Le temps de réponse comprend toujours deux parties : le temps pour le serveur de recevoir l’information, de calculer la réponse et de l’envoyer et le temps pour la donnée de parcourir le réseau entre l’ordinateur de l’utilisateur et le serveur, aller-retour. Le plus lent est la latence du réseau, le « round trip time (RTT) ». Alors qu’il existe des moyens d’accélérer le temps à l’intérieur de l’ordinateur ou du data centre (en ajoutant des CPUs, des processeurs et de la mémoire RAM plus rapides, ou en adoptant un système de stockage moins lent ou encore en améliorant un algorithme et/ou l’implémentation d’un logiciel), le réseau représente une performance fixe du cloud, que l’on ne peut pas modifier.
Une hypothèse simpliste consiste à penser que, comme les données parcourent le réseau à la vitesse de la lumière dans les câbles en fibre optique (environ aux 2/3 de la vitesse de la lumière dans le vide, ce qui reste important), les données transitent d’une zone à l’autre à la vitesse de la lumière. C’est le cas, mais n’oubliez pas que, pour les transferts de données transcontinentaux, les distances sont importantes. La bonne mesure de la vitesse du transfert de données dans un câble fibre optique est de 5 microsecondes par kilomètre de câble. Concernant la latence, le temps est doublé puisqu’il s’agit d’un aller-retour, soit 10 microsecondes par kilomètre. La longueur de câble qui relie Londres à New York avoisine les 5 500 km, ce qui implique un temps aller-retour de 55 millisecondes (55 000 microsecondes). La latence réelle est plus importante parce qu’elle inclut le temps de conversion des signaux de l’électronique à l’optique et vice-versa, les délais imputés au matériel réseau, les délais dus à des corrections d’erreurs sur des paquets de données, etc. La règle la plus communément admise est celle de Peter Norvig et Jeff Dean chez Google, qui estiment à 150 millisecondes la latence entre la Californie et l’Europe (Pays-Bas).
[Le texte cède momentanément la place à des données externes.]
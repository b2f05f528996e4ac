//! The outline popup overlay.
//!
//! A centered modal over the document pane: a filter input on top, the
//! matching headings below, the selection marked and kept visible.

use ratatui::Frame;
use ratatui::layout::Rect;
use ratatui::style::{Color, Modifier, Style};
use ratatui::text::{Line, Span};
use ratatui::widgets::{
    Block, Borders, Clear, Paragraph, Scrollbar, ScrollbarOrientation, ScrollbarState,
};

use crate::outline::HeadingEntry;
use crate::tui::app::App;

use super::util::{highlight_filter_matches, list_scroll, popup_area};

pub fn render(frame: &mut Frame, app: &App, host: Rect) {
    let nav = &app.navigator;
    let display = nav.display();
    let (matching, total) = nav.match_counts();

    // Filter row, spacer, then one row per match (or one message row).
    let content_rows = 2 + matching.max(1);
    let max_height = ((f64::from(host.height)) * display.max_height_ratio()) as u16;
    let height = (content_rows as u16 + 2).min(max_height.max(5)).min(host.height);
    let area = popup_area(host, display.width(), height);

    frame.render_widget(Clear, area);

    let mut lines = vec![filter_line(nav.filter_text()), Line::from("")];

    let selected = nav.selected_index();
    let mut selected_line = 0;
    for (idx, entry) in nav.filtered_entries().enumerate() {
        let is_selected = selected == Some(idx);
        if is_selected {
            selected_line = lines.len();
        }
        lines.push(entry_line(entry, nav.filter_text(), is_selected));
    }

    if total == 0 {
        lines.push(Line::from(Span::styled(
            "  No headings in this document",
            Style::default()
                .fg(Color::DarkGray)
                .add_modifier(Modifier::ITALIC),
        )));
    } else if matching == 0 {
        lines.push(Line::from(Span::styled(
            "  No headings match the filter",
            Style::default()
                .fg(Color::DarkGray)
                .add_modifier(Modifier::ITALIC),
        )));
    }

    let total_lines = lines.len();
    let inner_height = area.height.saturating_sub(2) as usize;
    let scroll_offset = list_scroll(selected_line, total_lines, inner_height);

    let paragraph = Paragraph::new(lines)
        .block(
            Block::default()
                .borders(Borders::ALL)
                .border_style(Style::default().fg(Color::Cyan))
                .title(format!(" Outline {matching}/{total} ")),
        )
        .scroll((scroll_offset as u16, 0));

    frame.render_widget(paragraph, area);

    if total_lines > inner_height {
        let scrollbar = Scrollbar::new(ScrollbarOrientation::VerticalRight)
            .begin_symbol(Some("↑"))
            .end_symbol(Some("↓"))
            .style(Style::default().fg(Color::Cyan));

        let mut scrollbar_state = ScrollbarState::new(total_lines).position(scroll_offset);

        frame.render_stateful_widget(
            scrollbar,
            area.inner(ratatui::layout::Margin {
                vertical: 1,
                horizontal: 0,
            }),
            &mut scrollbar_state,
        );
    }
}

fn filter_line(filter: &str) -> Line<'static> {
    Line::from(vec![
        Span::styled("Filter: ", Style::default().fg(Color::Cyan)),
        Span::styled(filter.to_string(), Style::default().fg(Color::White)),
        Span::styled("▌", Style::default().fg(Color::White)),
    ])
}

fn entry_line(entry: &HeadingEntry, filter: &str, is_selected: bool) -> Line<'static> {
    let indent = "  ".repeat(usize::from(entry.level.saturating_sub(1)));

    if is_selected {
        Line::from(vec![
            Span::styled(
                "▶ ",
                Style::default()
                    .fg(Color::Yellow)
                    .add_modifier(Modifier::BOLD),
            ),
            Span::styled(
                format!("{indent}{}", entry.text),
                Style::default()
                    .fg(Color::Black)
                    .bg(Color::Cyan)
                    .add_modifier(Modifier::BOLD),
            ),
        ])
    } else {
        let mut spans = vec![Span::raw(format!("  {indent}"))];
        spans.extend(highlight_filter_matches(
            &entry.text,
            filter,
            Style::default().fg(Color::Gray),
            Style::default()
                .fg(Color::Yellow)
                .add_modifier(Modifier::BOLD),
        ));
        Line::from(spans)
    }
}
//! Application state and the actions the key handlers invoke.

use std::path::PathBuf;
use std::time::Instant;

use crate::config::Config;
use crate::navigator::{
    Alignment, CloseReason, EditorView, Navigator, NavigatorEvent, ScrollSync, ViewportSnapshot,
};
use crate::outline::{HeadingEntry, active_heading, extract};

use super::pane::DocumentPane;

pub struct App {
    pub path: PathBuf,
    pub pane: DocumentPane,
    pub headings: Vec<HeadingEntry>,
    pub navigator: Navigator,
    pub scroll_sync: ScrollSync,
    preview_alignment: Alignment,
    confirm_alignment: Alignment,
    /// One-line notice for the status row.
    pub status: Option<String>,
    pub should_quit: bool,
}

impl App {
    pub fn new(path: PathBuf, text: String, config: &Config) -> Self {
        let headings = extract(&text);
        Self {
            path,
            pane: DocumentPane::new(text),
            headings,
            navigator: Navigator::new(config.popup_display()),
            scroll_sync: ScrollSync::new(config.scroll_tuning()),
            preview_alignment: config.preview_alignment(),
            confirm_alignment: config.confirm_alignment(),
            status: None,
            should_quit: false,
        }
    }

    /// Open the outline popup seeded with the heading the cursor is in.
    /// The viewport snapshot taken here is what a later cancel restores.
    pub fn open_navigator(&mut self) {
        let snapshot = ViewportSnapshot::capture(&self.pane);
        let active = active_heading(&self.headings, self.pane.cursor());
        let event = self.navigator.open(self.headings.clone(), active, snapshot);
        self.dispatch(event);
    }

    /// Jump to the selected heading and close the popup. Does nothing when
    /// no heading is selected, leaving the popup open.
    pub fn confirm_navigator(&mut self) {
        if let Some(event) = self.navigator.confirm() {
            self.dispatch(Some(event));
            self.navigator.close(CloseReason::Confirmed);
        }
    }

    /// Close the popup. Cancelling puts the viewport back where it was at
    /// open time; dismissing keeps the view where it sits and drops any
    /// preview verification still in flight. A confirm's final scroll is
    /// scheduled before this runs and keeps settling after the close.
    pub fn close_navigator(&mut self, reason: CloseReason) {
        let Some(closed) = self.navigator.close(reason) else {
            return;
        };
        self.pane.set_highlight(None);
        match closed.reason {
            CloseReason::Cancelled => self.scroll_sync.restore(&mut self.pane, &closed.snapshot),
            CloseReason::Dismissed => self.scroll_sync.cancel(),
            CloseReason::Confirmed => {}
        }
    }

    pub fn move_navigator_selection(&mut self, delta: isize) {
        let event = self.navigator.move_selection(delta);
        self.dispatch(event);
    }

    pub fn push_navigator_char(&mut self, c: char) {
        let event = self.navigator.push_filter_char(c);
        self.dispatch(event);
    }

    pub fn pop_navigator_char(&mut self) {
        let event = self.navigator.pop_filter_char();
        self.dispatch(event);
    }

    /// Re-read the document from disk. The outline is re-extracted and an
    /// open popup keeps its filter; a failed read keeps the old text.
    pub fn reload_document(&mut self) {
        match std::fs::read_to_string(&self.path) {
            Ok(text) => {
                self.headings = extract(&text);
                self.pane.set_text(text);
                let active = active_heading(&self.headings, self.pane.cursor());
                self.navigator.update(self.headings.clone(), active, true);
                if self.navigator.is_open() {
                    self.refresh_highlight();
                }
                self.status = Some("document reloaded".to_string());
            }
            Err(err) => {
                self.status = Some(format!("reload failed: {err}"));
            }
        }
    }

    /// Pump the viewport verification protocol.
    pub fn tick(&mut self, now: Instant) {
        self.scroll_sync.on_tick(&mut self.pane, now);
    }

    /// Deadline of the next verification attempt, for the poll timeout.
    pub fn next_due(&self) -> Option<Instant> {
        self.scroll_sync.next_due()
    }

    pub fn quit(&mut self) {
        self.should_quit = true;
    }

    fn dispatch(&mut self, event: Option<NavigatorEvent>) {
        match event {
            Some(NavigatorEvent::Preview(entry)) => {
                self.pane.set_highlight(Some((entry.from, entry.to)));
                self.scroll_sync.navigate(
                    &mut self.pane,
                    &entry,
                    self.preview_alignment,
                    Instant::now(),
                );
            }
            Some(NavigatorEvent::Select(entry)) => {
                self.pane.set_highlight(None);
                self.scroll_sync.navigate(
                    &mut self.pane,
                    &entry,
                    self.confirm_alignment,
                    Instant::now(),
                );
            }
            None => {}
        }
    }

    /// Re-point the preview band at the selected heading's current span,
    /// after a reload moved the offsets around.
    fn refresh_highlight(&mut self) {
        let span = self.navigator.selected().and_then(|id| {
            self.headings
                .iter()
                .find(|h| h.id() == id)
                .map(|h| (h.from, h.to))
        });
        self.pane.set_highlight(span);
    }
}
Il ne faut donc jamais oublier que, pour les applications les plus courantes qui parcourent de longues distances entre deux continents, ou pour les systèmes haute performance qui exigent des temps de réponses ultra rapides, la latence réseau est la part la plus importante du temps de réponse. Par exemple, si vous devez fournir des services web entre l’Europe et les Etats-Unis, avec un temps de réponse de 200 millisecondes, sachez qu’il faut déjà compter 150 millisecondes de latence réseau. Par conséquent, chaque milliseconde gagnée en latence, est du temps en plus pour le traitement dans le data centre. Ce qui vous laisse le choix, en tant qu’utilisateur du cloud computing : soit vous économisez (vous utilisez moins de serveurs, moins de CPUs et des équipements plus lents) et vous acceptez une certaine lenteur, soit vous voulez traiter plus d’information et offrir à vos clients un service étendu de meilleure qualité.
L’autre élément clé de la mesure de la performance d’un réseau est le débit (ou bande passante), mesuré selon le volume moyen de données qui parcourt le réseau par unité de temps. Il est généralement mesuré en nombre de bits transférés, huit bits équivalant à un octet. Le débit n’est pas forcément critique pour les applications cloud. Généralement, les fournisseurs de cloud proposent des débits aux alentours de 300 Megabits/seconde, ce qui dépasse en principe le taux de transfert de données exigé par une application. Mais évidemment, pour certaines applications, le débit est crucial : pour le transfert de données vidéos, scientifiques, liées à l’Internet des Objets ou pour du big data temps réel.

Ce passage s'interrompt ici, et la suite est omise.